The general spoke for a long time before the interpreter nodded his understanding.
“The great general says that if you return now . . . peaceably, none of you will be punished.”
“Punished?” The two old warriors looked incredulously at each other. “We do not understand. Punished for what?”
“You left the reservation. You participated in Ghost Dancing. You prepared for war. These things are against our treaty.”
Half of the Sioux stood and yelled. The interpreter did his best to explain their collective complaint to Miles. “They say that the white man has repeatedly broken the treaty.” The general held up his hand and nodded as if he understood. He spoke several sentences back to the interpreter.
“General Miles says there are food, blankets, and tools in those wagons. If you return peaceably to the reservation, they are yours. He will find out what happened here and those at fault will be disciplined. He also has people coming to bury the dead. It is best now that you leave this sad place. The spirits are not good.”
There would be more discussion, but White Lance knew that, in the end, they would leave Wounded Knee without further conflict. He also knew what would happen after they did. Earlier, along one side of the field, he’d seen soldiers drawing a long rectangular outline in the dirt. They were going to toss the bodies of his people into a common grave and throw dirt on them until they disappeared forever.
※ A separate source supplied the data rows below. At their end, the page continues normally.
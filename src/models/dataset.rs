use crate::storage::{CURRENT_DATASET_KEY, KeyValueStore};

#[derive(Debug, Clone, Copy, PartialEq, Eq)]
pub enum DatasetKind {
    Project,
    Expedition,
    Sample,
}

#[derive(Debug, Clone, PartialEq)]
pub struct DatasetMetadata {
    pub location: String,
    pub depth: String,
    pub date: String,
    pub platform: String,
    pub description: String,
}

#[derive(Debug, Clone, PartialEq)]
pub struct Dataset {
    pub id: String,
    pub name: String,
    pub kind: DatasetKind,
    pub path: String,
    pub size: Option<String>,
    pub file_count: Option<u32>,
    pub metadata: Option<DatasetMetadata>,
    pub children: Vec<Dataset>,
}

impl Dataset {
    fn new(id: &str, name: &str, kind: DatasetKind, path: &str) -> Self {
        Self {
            id: id.to_string(),
            name: name.to_string(),
            kind,
            path: path.to_string(),
            size: None,
            file_count: None,
            metadata: None,
            children: Vec::new(),
        }
    }

    fn sized(mut self, size: &str, file_count: Option<u32>) -> Self {
        self.size = Some(size.to_string());
        self.file_count = file_count;
        self
    }

    fn described(
        mut self,
        location: &str,
        depth: &str,
        date: &str,
        platform: &str,
        description: &str,
    ) -> Self {
        self.metadata = Some(DatasetMetadata {
            location: location.to_string(),
            depth: depth.to_string(),
            date: date.to_string(),
            platform: platform.to_string(),
            description: description.to_string(),
        });
        self
    }

    fn with_children(mut self, children: Vec<Dataset>) -> Self {
        self.children = children;
        self
    }
}

/// Read-only tree of datasets available for a run.
#[derive(Debug, Clone)]
pub struct DatasetRepository {
    roots: Vec<Dataset>,
}

impl DatasetRepository {
    pub fn new(roots: Vec<Dataset>) -> Self {
        Self { roots }
    }

    pub fn mock() -> Self {
        use DatasetKind::*;

        let mariana = Dataset::new(
            "mariana-expedition-2024",
            "Mariana Trench Deep Survey 2024",
            Project,
            "/datasets/mariana-expedition-2024",
        )
        .sized("2.8 TB", Some(45))
        .with_children(vec![
            Dataset::new(
                "challenger-deep-samples",
                "Challenger Deep - Hadal Zone",
                Expedition,
                "/datasets/mariana-expedition-2024/challenger-deep",
            )
            .sized("1.2 TB", Some(18))
            .described(
                "Challenger Deep, Mariana Trench",
                "10,000-11,000m",
                "March 2024",
                "Illumina NovaSeq 6000",
                "Deep hadal zone eDNA sampling from the deepest part of Earth's oceans",
            )
            .with_children(vec![
                Dataset::new(
                    "sample-MD24-001",
                    "MD24-001_S1_L001_R1_001.fastq.gz",
                    Sample,
                    "/datasets/mariana-expedition-2024/challenger-deep/MD24-001",
                )
                .sized("1.2 GB", None)
                .described(
                    "11.373°N, 142.591°E",
                    "10,994m",
                    "2024-03-15",
                    "Illumina NovaSeq 6000",
                    "2.45M paired-end reads, 16S rRNA V4 region",
                ),
                Dataset::new(
                    "sample-MD24-002",
                    "MD24-002_S2_L001_R1_001.fastq.gz",
                    Sample,
                    "/datasets/mariana-expedition-2024/challenger-deep/MD24-002",
                )
                .sized("1.1 GB", None),
            ]),
            Dataset::new(
                "sirena-deep-samples",
                "Sirena Deep - Abyssal Transition",
                Expedition,
                "/datasets/mariana-expedition-2024/sirena-deep",
            )
            .sized("0.9 TB", Some(12)),
        ]);

        let pacific = Dataset::new(
            "pacific-deep-survey-2024",
            "Pacific Deep Water Survey 2024",
            Project,
            "/datasets/pacific-deep-survey-2024",
        )
        .sized("4.1 TB", Some(67))
        .with_children(vec![
            Dataset::new(
                "japan-trench",
                "Japan Trench Samples",
                Expedition,
                "/datasets/pacific-deep-survey-2024/japan-trench",
            )
            .sized("1.8 GB", Some(24)),
            Dataset::new(
                "kermadec-trench",
                "Kermadec Trench Samples",
                Expedition,
                "/datasets/pacific-deep-survey-2024/kermadec-trench",
            )
            .sized("1.4 GB", Some(19)),
        ]);

        let atlantic = Dataset::new(
            "atlantic-ridge-survey",
            "Atlantic Ridge Biodiversity Survey",
            Project,
            "/datasets/atlantic-ridge-survey",
        )
        .sized("3.2 TB", Some(52))
        .with_children(vec![
            Dataset::new(
                "puerto-rico-trench",
                "Puerto Rico Trench",
                Expedition,
                "/datasets/atlantic-ridge-survey/puerto-rico-trench",
            )
            .sized("0.6 TB", Some(9)),
        ]);

        Self::new(vec![mariana, pacific, atlantic])
    }

    pub fn roots(&self) -> &[Dataset] {
        &self.roots
    }

    /// Depth-first lookup by id.
    pub fn find(&self, id: &str) -> Option<&Dataset> {
        let mut stack: Vec<&Dataset> = self.roots.iter().rev().collect();

        while let Some(dataset) = stack.pop() {
            if dataset.id == id {
                return Some(dataset);
            }
            stack.extend(dataset.children.iter().rev());
        }

        None
    }

    /// Every dataset in the tree, parents before children.
    pub fn flatten(&self) -> Vec<&Dataset> {
        let mut out = Vec::new();
        let mut stack: Vec<&Dataset> = self.roots.iter().rev().collect();

        while let Some(dataset) = stack.pop() {
            out.push(dataset);
            stack.extend(dataset.children.iter().rev());
        }

        out
    }

    /// Dataset whose id is stored under `currentDataset`, if it still exists.
    pub fn current(&self, store: &impl KeyValueStore) -> Option<&Dataset> {
        store
            .get(CURRENT_DATASET_KEY)
            .and_then(|id| self.find(&id))
    }

    /// Records `id` as the current dataset. Unknown ids leave the store as is.
    pub fn select(&self, store: &mut impl KeyValueStore, id: &str) -> Option<&Dataset> {
        let dataset = self.find(id)?;
        store.set(CURRENT_DATASET_KEY, &dataset.id);
        Some(dataset)
    }
}

#[cfg(test)]
mod tests {
    use super::*;
    use crate::storage::MemoryStore;

    #[test]
    fn find_reaches_nested_samples() {
        let repo = DatasetRepository::mock();
        let sample = repo.find("sample-MD24-001").unwrap();

        assert_eq!(sample.kind, DatasetKind::Sample);
        assert_eq!(sample.metadata.as_ref().unwrap().depth, "10,994m");
        assert!(repo.find("no-such-dataset").is_none());
    }

    #[test]
    fn flatten_is_preorder() {
        let repo = DatasetRepository::mock();
        let ids: Vec<&str> = repo.flatten().iter().map(|d| d.id.as_str()).collect();

        assert_eq!(
            &ids[..3],
            [
                "mariana-expedition-2024",
                "challenger-deep-samples",
                "sample-MD24-001"
            ]
        );
        assert_eq!(ids.last(), Some(&"puerto-rico-trench"));
        assert_eq!(ids.len(), 10);
    }

    #[test]
    fn current_dataset_comes_from_the_store() {
        let repo = DatasetRepository::mock();
        let mut store = MemoryStore::new();
        assert!(repo.current(&store).is_none());

        let selected = repo.select(&mut store, "japan-trench").unwrap();
        assert_eq!(selected.name, repo.current(&store).unwrap().name);

        assert!(repo.select(&mut store, "atlantis").is_none());
        assert_eq!(repo.current(&store).unwrap().id, "japan-trench");

        store.set(CURRENT_DATASET_KEY, "deleted-dataset");
        assert!(repo.current(&store).is_none());
    }
}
The white man wanted no reminders of what had happened here.
White Lance would remember everything.
Pine Ridge, South Dakota
January 6, 1891
General Miles flung the magazine onto the table in front of Whitside.
“Did you have anything to do with this story?”
Whitside looked down at an issue of Leslie’s .
“No, sir.”
He threw down a copy of Harper’s . Then the Evening Star , a Washington, D.C., newspaper. Then a heap of other newspapers from all across the country.